MTBC, Inc. (NasdaqGM:MTBC) acquired CareCloud Corporation on January 8, 2020. MTBC acquired CareCloud on a cash-free, debt-free basis, with neutral working capital. The total consideration for the merger paid at closing was $17 million in cash and 0.76 million shares of MTBC, Inc's 11% Series A Cumulative Redeemable Perpetual Preferred Stock. The merger agreement provides that if CareCloud's 2020 revenues exceed $36 million, there will be an earn-out payment to the seller equal to such excess, up to $3 million. Additional consideration included warrants to purchase 2 million shares of the MTBC, Inc's common stock, 1 million of which has an exercise price per share of $7.5 and a term of two years, and the second million of which has an exercise price per share of $10 and a term of three years. Following the merger, CareCloud will be surviving as a wholly owned subsidiary of MTBC, Inc. Consummation of the merger was subject to certain customary conditions, including, without limitation, the adoption of the merger agreement and approval of the merger by the affirmative vote or consent of the holders of a majority of the outstanding shares of CareCloud's Series A-1 Preferred Stock, voting together on an as-converted to common stock basis, and a majority of the outstanding shares of CareCloud's Class A Common Stock and the Series A-1 Preferred Stock, voting together on an as-converted to common stock basis and approval of shareholders of CareCloud Corporation. The cash consideration will be used to repay CareCloud's bank and other indebtedness, current liabilities and transaction expenses, and the remaining cash consideration will be paid to the seller.

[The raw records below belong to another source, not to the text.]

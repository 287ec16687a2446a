//! Credential pool and per-user token binding.
//!
//! Two pieces compose to satisfy the relay's hot path:
//! - [`pool::CredentialPool`] selects and refreshes upstream OAuth
//!   credentials (pool-random, rate-limit aware).
//! - [`binding::UserTokenBinder`] keeps each user sticky-bound to one
//!   credential until it expires, backed by a process-local LRU in front
//!   of the transactional binding store.

pub mod binding;
pub mod error;
pub mod pool;
mod time;

pub use binding::{UserToken, UserTokenBinder};
pub use error::{Error, Result};
pub use pool::{CredentialPool, SelectedCredential};
//! Small time helpers shared by selection and binding logic.

use std::time::{SystemTime, UNIX_EPOCH};

/// Current time as milliseconds since the Unix epoch.
pub fn now_millis() -> u64 {
    SystemTime::now()
        .duration_since(UNIX_EPOCH)
        .unwrap_or_default()
        .as_millis() as u64
}

/// Nanosecond component of the current time, used as the tie-break source
/// for pool-random selection (`time.Now().UnixNano() % len(pool)`).
pub fn now_nanos_subsec() -> u32 {
    SystemTime::now()
        .duration_since(UNIX_EPOCH)
        .unwrap_or_default()
        .subsec_nanos()
}
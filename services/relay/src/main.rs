//! Authorizing Anthropic API relay.
//!
//! Terminates client calls on `PORT`, resolves the caller's API key,
//! enforces their daily points budget, rewrites the request through either
//! the pool-backed OAuth strategy or the `X-Official-Key` bypass, and
//! streams the upstream response straight back while tee'ing SSE bodies to
//! the metering sidecar. A separate router on `ADMIN_PORT` carries OAuth
//! credential bootstrap and pool introspection.

mod admin;
mod config;
mod error;
mod handler;
mod hop;
mod metrics;
mod state;

use std::sync::Arc;

use anyhow::{Context, Result};
use axum::Router;
use axum::http::StatusCode;
use axum::routing::get;
use budget::{ApiKeyResolver, BudgetReader};
use credential_pool::{CredentialPool, UserTokenBinder};
use provider::{OAuthPoolProvider, Provider};
use store::Store;
use tokio::net::TcpListener;
use tracing::info;

use crate::admin::{AdminState, build_admin_router};
use crate::config::Config;
use crate::state::AppState;

#[tokio::main]
async fn main() -> Result<()> {
    common::init_tracing();
    info!("starting relay");

    let args: Vec<String> = std::env::args().collect();
    let cli_config_path = args.iter().position(|a| a == "--config").and_then(|i| args.get(i + 1)).map(String::as_str);
    let config_path = Config::resolve_path(cli_config_path);
    info!(path = %config_path.display(), "loading configuration");

    let config = Config::load(&config_path).with_context(|| format!("failed to load config from {}", config_path.display()))?;
    let recorder_handle = metrics::install_recorder();

    let store = Arc::new(Store::new());
    let http_client = reqwest::Client::new();
    let credential_pool = Arc::new(CredentialPool::new(store.clone(), http_client.clone()));
    let binder = Arc::new(UserTokenBinder::new(credential_pool.clone()));
    let oauth_provider: Arc<dyn Provider> =
        Arc::new(OAuthPoolProvider::new(binder, config.upstream_base_url.clone()));

    let budget = Arc::new(BudgetReader::new(store.clone()));
    let api_keys = Arc::new(ApiKeyResolver::new((*store).clone()));

    let app_state = AppState {
        oauth_provider,
        official_base_url: config.official_base_url.clone(),
        budget,
        api_keys,
        http_client: http_client.clone(),
        billing_enabled: config.billing_enabled,
        billing_service_url: config.billing_service_url.clone(),
    };

    let app = Router::new()
        .route("/health", get(health))
        .fallback(handler::proxy_handler)
        .with_state(app_state);

    let admin_state = AdminState::new(credential_pool, http_client);
    let admin_app = build_admin_router(admin_state).route("/metrics", get(move || render_metrics(recorder_handle.clone())));

    let proxy_listener = TcpListener::bind(("0.0.0.0", config.port))
        .await
        .with_context(|| format!("failed to bind relay port {}", config.port))?;
    let admin_listener = TcpListener::bind(("0.0.0.0", config.admin_port))
        .await
        .with_context(|| format!("failed to bind admin port {}", config.admin_port))?;

    info!(port = config.port, admin_port = config.admin_port, "listening");

    let proxy_server = axum::serve(proxy_listener, app).with_graceful_shutdown(shutdown_signal());
    let admin_server = axum::serve(admin_listener, admin_app).with_graceful_shutdown(shutdown_signal());

    tokio::try_join!(
        async { proxy_server.await.context("proxy server error") },
        async { admin_server.await.context("admin server error") },
    )?;

    info!("shutdown complete");
    Ok(())
}

async fn health() -> (StatusCode, &'static str) {
    (StatusCode::OK, "OK")
}

async fn render_metrics(handle: metrics_exporter_prometheus::PrometheusHandle) -> String {
    handle.render()
}

async fn shutdown_signal() {
    let ctrl_c = async {
        tokio::signal::ctrl_c().await.expect("failed to install Ctrl+C handler");
    };

    #[cfg(unix)]
    let terminate = async {
        tokio::signal::unix::signal(tokio::signal::unix::SignalKind::terminate())
            .expect("failed to install SIGTERM handler")
            .recv()
            .await;
    };

    #[cfg(not(unix))]
    let terminate = std::future::pending::<()>();

    tokio::select! {
        _ = ctrl_c => info!("received SIGINT, shutting down"),
        _ = terminate => info!("received SIGTERM, shutting down"),
    }
}
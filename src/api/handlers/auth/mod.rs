//! Auth handlers and supporting modules.
//!
//! This module coordinates credential checks against the identity provider,
//! locally signed access and refresh tokens, federated login, and the abuse
//! guards in front of all of it.
//!
//! ## Rate Limiting
//!
//! Two fixed windows of 15 minutes are kept per peer address:
//!
//! - **General:** 100 requests across every `/api` route.
//! - **Auth:** 5 failed attempts across login, registration and refresh.
//!   Successful attempts are refunded.
//!
//! ## Refresh Sessions
//!
//! Refresh tokens are only usable while their session record exists, has not
//! expired and has not been revoked. Records are keyed by the SHA-256 of the
//! token. Without a configured backend every refresh token is rejected.
//!
//! ## OAuth
//!
//! Federated login uses the provider's authorization code flow with PKCE. The
//! access token reaches the browser in the URL fragment of the dashboard
//! redirect, so it never appears in server logs or `Referer` headers.

pub(crate) mod audit;
pub(crate) mod error;
pub(crate) mod guard;
pub(crate) mod health_gate;
pub(crate) mod login;
pub(crate) mod oauth;
pub(crate) mod principal;
pub(crate) mod provider;
pub(crate) mod rate_limit;
pub(crate) mod refresh_store;
pub(crate) mod register;
pub(crate) mod rest;
pub(crate) mod session;
mod state;
pub(crate) mod token;
pub(crate) mod types;

#[cfg(test)]
pub(crate) mod test_support;

pub use audit::{AuditAction, AuditEvent, AuditSink, LogAuditSink, ProviderAuditSink};
pub use error::ApiError;
pub use health_gate::{HealthGate, HealthReport, HealthStatus, HEALTH_CACHE_TTL};
pub use principal::{require_auth, Principal};
pub use provider::{
    Capabilities, GoTrueProvider, Identity, IdentityProvider, Profile, ProviderError,
    SignInOutcome,
};
pub use rate_limit::{NoopRateLimiter, RateLimiter, RouteClass, WindowRateLimiter};
pub use refresh_store::{
    MemorySessionStore, ProviderSessionStore, RefreshSessionRecord, RefreshSessionStore,
    SessionStore,
};
pub use rest::RestClient;
pub use state::{AuthConfig, AuthState, OAuthFlows, RunMode};
pub use token::{Claims, TokenError, TokenIssuer, TokenKind};
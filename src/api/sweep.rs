//! Periodic cleanup of expired in-process state.

use std::sync::Arc;
use tokio::sync::watch;
use tokio::time::{interval, MissedTickBehavior};
use tracing::{debug, info};

use super::handlers::auth::AuthState;

#[derive(Debug, Default, Clone, Copy, PartialEq, Eq)]
pub struct SweepReport {
    pub rate_windows: usize,
    pub refresh_sessions: usize,
    pub oauth_flows: usize,
}

/// Purge expired rate windows, refresh sessions and abandoned OAuth flows.
pub async fn sweep_once(auth_state: &AuthState) -> SweepReport {
    SweepReport {
        rate_windows: auth_state.rate_limiter().sweep(),
        refresh_sessions: auth_state.sessions().purge_expired().await,
        oauth_flows: auth_state.oauth_flows().sweep().await,
    }
}

/// Run [`sweep_once`] on the configured interval until `shutdown` flips.
pub fn spawn_sweeper(
    auth_state: Arc<AuthState>,
    mut shutdown: watch::Receiver<bool>,
) -> tokio::task::JoinHandle<()> {
    tokio::spawn(async move {
        let mut ticker = interval(auth_state.config().sweep_interval());
        ticker.set_missed_tick_behavior(MissedTickBehavior::Delay);
        // The first tick completes immediately.
        ticker.tick().await;

        loop {
            tokio::select! {
                _ = ticker.tick() => {
                    let report = sweep_once(&auth_state).await;
                    if report == SweepReport::default() {
                        debug!("Sweep found nothing to purge");
                    } else {
                        info!(
                            rate_windows = report.rate_windows,
                            refresh_sessions = report.refresh_sessions,
                            oauth_flows = report.oauth_flows,
                            "Sweep purged expired state"
                        );
                    }
                }
                _ = shutdown.changed() => {
                    debug!("Sweeper stopping");
                    break;
                }
            }
        }
    })
}
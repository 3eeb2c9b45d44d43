use crate::{
    api::{
        self,
        handlers::auth::{
            AuditSink, AuthConfig, AuthState, GoTrueProvider, LogAuditSink, ProviderAuditSink,
            ProviderSessionStore, RefreshSessionStore, RestClient, RunMode, SessionStore,
            TokenIssuer,
        },
    },
    cli::{
        commands::auth::{AuditBackend, SessionBackend},
        globals::GlobalArgs,
    },
};
use anyhow::{anyhow, Context, Result};
use std::{sync::Arc, time::Duration};
use tracing::{debug, info, warn};

#[derive(Debug)]
pub struct Args {
    pub port: u16,
    pub run_mode: RunMode,
    pub globals: GlobalArgs,
    pub provider_timeout_seconds: u64,
    pub frontend_base_url: String,
    pub public_base_url: String,
    pub oauth_providers: Vec<String>,
    pub oauth_flow_ttl_seconds: u64,
    pub session_backend: SessionBackend,
    pub audit_backend: AuditBackend,
    pub enforce_health_gate: bool,
    pub sweep_interval_seconds: u64,
}

/// Execute the server action.
/// # Errors
/// Returns an error if the service context cannot be built or the server fails to start.
pub async fn execute(args: Args) -> Result<()> {
    debug!("Server args: {:?}", args);
    let port = args.port;
    let auth_state = build_state(args)?;
    api::new(port, Arc::new(auth_state)).await
}

/// Build the service context from validated arguments.
///
/// # Errors
/// Returns an error if the token secret is unusable, a client cannot be built,
/// or a provider-backed component is requested without the service key.
pub fn build_state(args: Args) -> Result<AuthState> {
    let timeout = Duration::from_secs(args.provider_timeout_seconds);
    let globals = args.globals;

    let issuer = match (&globals.token_secret, args.run_mode) {
        (Some(secret), _) => TokenIssuer::new(secret)?,
        (None, RunMode::Test) => {
            warn!("No token secret configured; using an ephemeral secret (test mode)");
            TokenIssuer::ephemeral()
        }
        (None, _) => return Err(anyhow!("missing required argument: --token-secret")),
    };

    let provider = GoTrueProvider::new(
        &globals.provider_url,
        globals.provider_public_key.clone(),
        globals.provider_service_key.clone(),
        timeout,
    )?;

    let rest = match &globals.provider_service_key {
        Some(key) => Some(RestClient::new(&globals.provider_url, key.clone(), timeout)?),
        None => None,
    };

    let sessions = match args.session_backend {
        SessionBackend::Memory => RefreshSessionStore::memory(),
        SessionBackend::Disabled => {
            warn!("Refresh session store disabled; every refresh token will be rejected");
            RefreshSessionStore::disabled()
        }
        SessionBackend::Provider => {
            let rest = rest
                .clone()
                .context("--session-store provider requires --provider-service-key")?;
            let backend: Arc<dyn SessionStore> = Arc::new(ProviderSessionStore::new(rest));
            RefreshSessionStore::new(Some(backend))
        }
    };

    let audit: Arc<dyn AuditSink> = match args.audit_backend {
        AuditBackend::Log => Arc::new(LogAuditSink),
        AuditBackend::Provider => {
            let rest = rest.context("--audit-sink provider requires --provider-service-key")?;
            Arc::new(ProviderAuditSink::new(rest))
        }
    };

    if globals.provider_service_key.is_none() {
        info!("No provider service key; duplicate-email pre-checks and admin lookups are skipped");
    }

    let config = AuthConfig::new(args.frontend_base_url, args.public_base_url)
        .with_run_mode(args.run_mode)
        .with_oauth_providers(args.oauth_providers)
        .with_oauth_flow_ttl_seconds(args.oauth_flow_ttl_seconds)
        .with_enforce_health_gate(args.enforce_health_gate)
        .with_sweep_interval_seconds(args.sweep_interval_seconds);

    Ok(AuthState::new(config, issuer, Arc::new(provider))
        .with_sessions(sessions)
        .with_audit(audit))
}
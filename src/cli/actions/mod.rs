pub mod server;

#[derive(Debug)]
pub enum Action {
    Server(server::Args),
}

impl Action {
    /// Execute the action.
    /// # Errors
    /// Returns an error if the action fails.
    pub async fn execute(self) -> anyhow::Result<()> {
        match self {
            Self::Server(args) => server::execute(args).await,
        }
    }
}
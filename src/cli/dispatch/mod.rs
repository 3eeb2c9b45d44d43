//! Command-line argument dispatch.
//!
//! Turns validated CLI matches into a server action, applying the run-mode
//! rules: outside `test` mode a token secret, a provider URL and a provider
//! public key are mandatory.

use crate::api::handlers::auth::RunMode;
use crate::cli::actions::{server::Args, Action};
use crate::cli::commands::{self, auth, identity};
use crate::cli::globals::GlobalArgs;
use anyhow::{anyhow, Context, Result};
use secrecy::SecretString;

/// Map validated CLI matches to a server action.
///
/// # Errors
/// Returns an error if required arguments are missing or inconsistent.
pub fn handler(matches: &clap::ArgMatches) -> Result<Action> {
    let port = matches
        .get_one::<u16>(commands::ARG_PORT)
        .copied()
        .unwrap_or(8080);
    let run_mode: RunMode = matches
        .get_one::<String>(commands::ARG_MODE)
        .map_or("production", String::as_str)
        .parse()
        .map_err(|err| anyhow!("invalid --mode: {err}"))?;

    let identity_opts = identity::Options::parse(matches)?;
    let auth_opts = auth::Options::parse(matches)?;

    let testing = run_mode == RunMode::Test;
    if !testing && auth_opts.token_secret.is_none() {
        return Err(anyhow!(
            "missing required argument: --token-secret (required outside test mode)"
        ));
    }
    let provider_url = match identity_opts.url {
        Some(url) => url,
        None if testing => identity::TEST_PROVIDER_URL.to_string(),
        None => {
            return Err(anyhow!(
                "missing required argument: --provider-url (required outside test mode)"
            ))
        }
    };
    let public_key = match identity_opts.public_key {
        Some(key) => key,
        None if testing => SecretString::default(),
        None => {
            return Err(anyhow!(
                "missing required argument: --provider-public-key (required outside test mode)"
            ))
        }
    };

    url::Url::parse(&provider_url)
        .with_context(|| format!("invalid --provider-url: {provider_url}"))?;

    let mut globals = GlobalArgs::new(provider_url);
    globals.set_public_key(public_key);
    globals.set_service_key(identity_opts.service_key);
    globals.set_token_secret(auth_opts.token_secret);

    Ok(Action::Server(Args {
        port,
        run_mode,
        globals,
        provider_timeout_seconds: identity_opts.timeout_seconds,
        frontend_base_url: auth_opts.frontend_base_url,
        public_base_url: auth_opts.public_base_url,
        oauth_providers: auth_opts.oauth_providers,
        oauth_flow_ttl_seconds: auth_opts.oauth_flow_ttl_seconds,
        session_backend: auth_opts.session_backend,
        audit_backend: auth_opts.audit_backend,
        enforce_health_gate: auth_opts.enforce_health_gate,
        sweep_interval_seconds: auth_opts.sweep_interval_seconds,
    }))
}

#[cfg(test)]
mod tests {
    use super::*;
    use crate::cli::commands::auth::SessionBackend;
    use secrecy::ExposeSecret;

    const CLEARED: [(&str, Option<&str>); 6] = [
        ("COMPLYAUTH_MODE", None),
        ("COMPLYAUTH_TOKEN_SECRET", None),
        ("COMPLYAUTH_PROVIDER_URL", None),
        ("COMPLYAUTH_PROVIDER_PUBLIC_KEY", None),
        ("COMPLYAUTH_PROVIDER_SERVICE_KEY", None),
        ("COMPLYAUTH_SESSION_STORE", None),
    ];

    fn dispatch(args: &[&str]) -> Result<Action> {
        let matches = commands::new().get_matches_from(args);
        handler(&matches)
    }

    #[test]
    fn token_secret_required_outside_test_mode() {
        temp_env::with_vars(CLEARED, || {
            let result = dispatch(&[
                "complyauth",
                "--provider-url",
                "https://project.supabase.co",
                "--provider-public-key",
                "anon",
            ]);
            assert!(result.is_err());
            if let Err(err) = result {
                assert!(err
                    .to_string()
                    .contains("missing required argument: --token-secret"));
            }
        });
    }

    #[test]
    fn provider_url_required_outside_test_mode() {
        temp_env::with_vars(CLEARED, || {
            let result = dispatch(&["complyauth", "--mode", "development", "--token-secret", "s"]);
            assert!(result.is_err());
            if let Err(err) = result {
                assert!(err.to_string().contains("--provider-url"));
            }
        });
    }

    #[test]
    fn test_mode_fills_local_defaults() {
        temp_env::with_vars(CLEARED, || {
            let result = dispatch(&["complyauth", "--mode", "test"]);
            assert!(result.is_ok());
            if let Ok(Action::Server(args)) = result {
                assert_eq!(args.run_mode, RunMode::Test);
                assert_eq!(args.globals.provider_url, identity::TEST_PROVIDER_URL);
                assert!(args.globals.token_secret.is_none());
                assert_eq!(args.session_backend, SessionBackend::Memory);
                assert_eq!(
                    args.oauth_providers,
                    vec!["google".to_string(), "github".to_string()]
                );
            }
        });
    }

    #[test]
    fn env_configuration_is_dispatched() {
        temp_env::with_vars(
            [
                ("COMPLYAUTH_MODE", Some("prod")),
                ("COMPLYAUTH_TOKEN_SECRET", Some("token-secret-value")),
                ("COMPLYAUTH_PROVIDER_URL", Some("https://project.supabase.co")),
                ("COMPLYAUTH_PROVIDER_PUBLIC_KEY", Some("anon")),
                ("COMPLYAUTH_PROVIDER_SERVICE_KEY", Some("service")),
                ("COMPLYAUTH_SESSION_STORE", Some("provider")),
            ],
            || {
                let result = dispatch(&["complyauth"]);
                assert!(result.is_ok());
                if let Ok(Action::Server(args)) = result {
                    assert_eq!(args.run_mode, RunMode::Production);
                    assert_eq!(
                        args.globals
                            .token_secret
                            .as_ref()
                            .map(|secret| secret.expose_secret().to_string()),
                        Some("token-secret-value".to_string())
                    );
                    assert!(args.globals.provider_service_key.is_some());
                    assert_eq!(args.session_backend, SessionBackend::Provider);
                }
            },
        );
    }

    #[test]
    fn invalid_mode_is_rejected() {
        temp_env::with_vars(CLEARED, || {
            assert!(dispatch(&["complyauth", "--mode", "staging"]).is_err());
        });
    }
}
//! Health probe handler.
//!
//! `/api/health` reports identity provider reachability through the cached
//! health gate, so frequent probes do not hammer the provider.

use crate::GIT_COMMIT_HASH;
use axum::{
    body::Body,
    extract::Extension,
    http::{HeaderMap, HeaderValue, Method, StatusCode},
    response::{IntoResponse, Json},
};
use serde::{Deserialize, Serialize};
use std::sync::Arc;
use tracing::{debug, instrument};
use utoipa::ToSchema;

use super::auth::{AuthState, HealthStatus};

#[derive(ToSchema, Serialize, Deserialize, Debug)]
pub struct Health {
    status: HealthStatus,
    detail: String,
    commit: String,
    name: String,
    version: String,
}

#[utoipa::path(
    get,
    path= "/api/health",
    responses (
        (status = 200, description = "Identity provider is reachable", body = Health),
        (status = 503, description = "Identity provider is unreachable", body = Health)
    ),
    tag = "health",
)]
#[instrument(skip(auth_state))]
pub async fn health(
    method: Method,
    Extension(auth_state): Extension<Arc<AuthState>>,
) -> impl IntoResponse {
    let report = auth_state
        .health_gate()
        .check(auth_state.provider())
        .await;

    let health = Health {
        status: report.status,
        detail: report.detail,
        commit: GIT_COMMIT_HASH.to_string(),
        name: env!("CARGO_PKG_NAME").to_string(),
        version: env!("CARGO_PKG_VERSION").to_string(),
    };

    let short_hash = if health.commit.len() > 7 {
        &health.commit[0..7]
    } else {
        ""
    };

    let headers = format!("{}:{}:{}", health.name, health.version, short_hash)
        .parse::<HeaderValue>()
        .map(|x_app_header_value| {
            let mut headers = HeaderMap::new();
            headers.insert("X-App", x_app_header_value);
            headers
        })
        .map_err(|err| {
            debug!("Failed to parse X-App header: {}", err);
        })
        .unwrap_or_else(|()| HeaderMap::new());

    let status = if health.status == HealthStatus::Healthy {
        StatusCode::OK
    } else {
        StatusCode::SERVICE_UNAVAILABLE
    };

    let body = if method == Method::GET {
        Json(&health).into_response()
    } else {
        Body::empty().into_response()
    };

    (status, headers, body)
}
use super::handlers::{
    auth::{self, health_gate::health_gate},
    health,
};
use axum::middleware;
use utoipa::openapi::{
    security::{HttpAuthScheme, HttpBuilder, SecurityScheme},
    Components, Contact, InfoBuilder, License, OpenApiBuilder, Tag,
};
use utoipa_axum::{router::OpenApiRouter, routes};

#[must_use]
pub fn openapi() -> utoipa::openapi::OpenApi {
    // Reuse the same router wiring and only return the generated OpenAPI spec.
    let (_router, openapi) = api_router().split_for_parts();
    openapi
}

/// Build the router that also drives the `OpenAPI` document.
///
/// Add new endpoints here via `.routes(routes!(...))` so they are both served
/// and included in the generated `OpenAPI` spec.
pub(crate) fn api_router() -> OpenApiRouter {
    // Bearer routes consult the dependency health gate first.
    let protected = OpenApiRouter::new()
        .routes(routes!(auth::session::validate))
        .routes(routes!(auth::session::logout))
        .route_layer(middleware::from_fn(health_gate));

    let mut health_tag = Tag::new("health");
    health_tag.description = Some("Dependency health".to_string());

    let mut auth_tag = Tag::new("auth");
    auth_tag.description = Some("Registration, login, refresh and logout".to_string());

    let mut oauth_tag = Tag::new("oauth");
    oauth_tag.description = Some("Federated login through the identity provider".to_string());

    let mut base = cargo_openapi();
    base.tags = Some(vec![health_tag, auth_tag, oauth_tag]);
    add_bearer_scheme(&mut base);

    // `routes!` reads #[utoipa::path] to bind HTTP method + path and add the route to OpenAPI.
    OpenApiRouter::with_openapi(base)
        .routes(routes!(health::health))
        .routes(routes!(auth::register::register))
        .routes(routes!(auth::login::login))
        .routes(routes!(auth::login::refresh))
        .routes(routes!(auth::oauth::start))
        .routes(routes!(auth::oauth::callback))
        .merge(protected)
}

fn add_bearer_scheme(openapi: &mut utoipa::openapi::OpenApi) {
    let components = openapi.components.get_or_insert_with(Components::new);
    components.add_security_scheme(
        "bearer",
        SecurityScheme::Http(
            HttpBuilder::new()
                .scheme(HttpAuthScheme::Bearer)
                .bearer_format("JWT")
                .build(),
        ),
    );
}

fn cargo_openapi() -> utoipa::openapi::OpenApi {
    // Use Cargo.toml metadata instead of the utoipa-axum crate info defaults.
    let mut info = InfoBuilder::new()
        .title(env!("CARGO_PKG_NAME"))
        .version(env!("CARGO_PKG_VERSION"))
        .description(optional_str(env!("CARGO_PKG_DESCRIPTION")))
        .build();

    info.contact = cargo_contact();
    info.license = cargo_license();

    OpenApiBuilder::new().info(info).build()
}

fn cargo_contact() -> Option<Contact> {
    // Cargo authors are `;` separated and may include "Name <email>".
    let authors = env!("CARGO_PKG_AUTHORS");
    let primary = authors.split(';').next().map(str::trim)?;
    if primary.is_empty() {
        return None;
    }

    let (name, email) = parse_author(primary);
    if name.is_none() && email.is_none() {
        return None;
    }

    let mut contact = Contact::new();
    contact.name = name.map(str::to_string);
    contact.email = email.map(str::to_string);
    Some(contact)
}

fn cargo_license() -> Option<License> {
    let identifier = optional_str(env!("CARGO_PKG_LICENSE"))?;
    let mut license = License::new(identifier);
    license.identifier = Some(identifier.to_string());
    Some(license)
}

fn optional_str(value: &'static str) -> Option<&'static str> {
    let trimmed = value.trim();
    if trimmed.is_empty() {
        None
    } else {
        Some(trimmed)
    }
}

fn parse_author(author: &str) -> (Option<&str>, Option<&str>) {
    let Some(start) = author.find('<') else {
        let name = author.trim();
        return ((!name.is_empty()).then_some(name), None);
    };
    let name = author[..start].trim();
    let email = author[start + 1..].trim_end_matches('>').trim();
    (
        (!name.is_empty()).then_some(name),
        (!email.is_empty()).then_some(email),
    )
}
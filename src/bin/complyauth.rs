use anyhow::Result;
use complyauth::cli::{self, telemetry};

// Main function
#[tokio::main]
async fn main() -> Result<()> {
    let action = cli::start()?;

    let result = action.execute().await;

    telemetry::shutdown_tracer();

    result
}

Canaccord Genuity Group Inc. acted as financial advisor to CareCloud and its Board of Directors in connection with the transaction. Curtis L. Mo of DLA Piper LLP (US) acted as legal advisor to CareCloud Corporation. David Song of Song P.C. acted as a legal advisor to MTBC, Inc.

MTBC, Inc. (NasdaqGM:MTBC) completed the acquisition of CareCloud Corporation for $34.2 million on January 8, 2020. The total consideration for the merger includes cash of $11.853 million, preferred shares of $10 million, Warrants $0.3 million and Contingent consideration of $3 million.